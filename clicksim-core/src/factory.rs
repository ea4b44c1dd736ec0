//! Factory — converts a `ClickModelConfig` tree into runtime click models.
//!
//! Every constructor's validation runs here, so a config that builds is
//! free of construction-time errors; call-time checks still apply.

use crate::config::{ClickModelConfig, CombinerKind};
use crate::error::ClickModelError;
use crate::models::{
    ClickModel, Combiner, ConditionedClickModel, FixedClickModel, MaskPaddedClickModel,
    MaxClicksModel, MultipleClickModel, OnlyRelevantClickModel, RandomClickModel,
};

impl From<CombinerKind> for Combiner {
    fn from(kind: CombinerKind) -> Self {
        match kind {
            CombinerKind::All => Combiner::All,
            CombinerKind::Any => Combiner::Any,
        }
    }
}

/// Create a click model (and, recursively, its children) from config.
pub fn create_click_model(
    config: &ClickModelConfig,
) -> Result<Box<dyn ClickModel>, ClickModelError> {
    match config {
        ClickModelConfig::Random { n_clicks } => Ok(Box::new(RandomClickModel::new(*n_clicks))),
        ClickModelConfig::Fixed { click_positions } => {
            Ok(Box::new(FixedClickModel::new(click_positions.clone())))
        }
        ClickModelConfig::OnlyRelevant {
            relevancy_threshold,
        } => Ok(Box::new(OnlyRelevantClickModel::new(*relevancy_threshold))),
        ClickModelConfig::Multiple {
            click_models,
            probabilities,
        } => {
            let children = create_children(click_models)?;
            Ok(Box::new(MultipleClickModel::new(
                children,
                probabilities.clone(),
            )?))
        }
        ClickModelConfig::Conditioned {
            click_models,
            combiner,
        } => {
            let children = create_children(click_models)?;
            Ok(Box::new(ConditionedClickModel::new(
                children,
                (*combiner).into(),
            )?))
        }
        ClickModelConfig::MaxClicks {
            click_model,
            max_clicks,
        } => {
            let child = create_click_model(click_model)?;
            Ok(Box::new(MaxClicksModel::new(child, *max_clicks)))
        }
        ClickModelConfig::MaskPadded {
            click_model,
            padding_value,
        } => {
            let child = create_click_model(click_model)?;
            Ok(Box::new(MaskPaddedClickModel::with_padding_value(
                child,
                *padding_value,
            )))
        }
    }
}

fn create_children(
    configs: &[ClickModelConfig],
) -> Result<Vec<Box<dyn ClickModel>>, ClickModelError> {
    configs.iter().map(create_click_model).collect()
}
######
Above are the records. Copy every line in them holding "CombinerKind".

use crate::config::{ClickModelConfig, CombinerKind};
impl From<CombinerKind> for Combiner {
    fn from(kind: CombinerKind) -> Self {
            CombinerKind::All => Combiner::All,
            CombinerKind::Any => Combiner::Any,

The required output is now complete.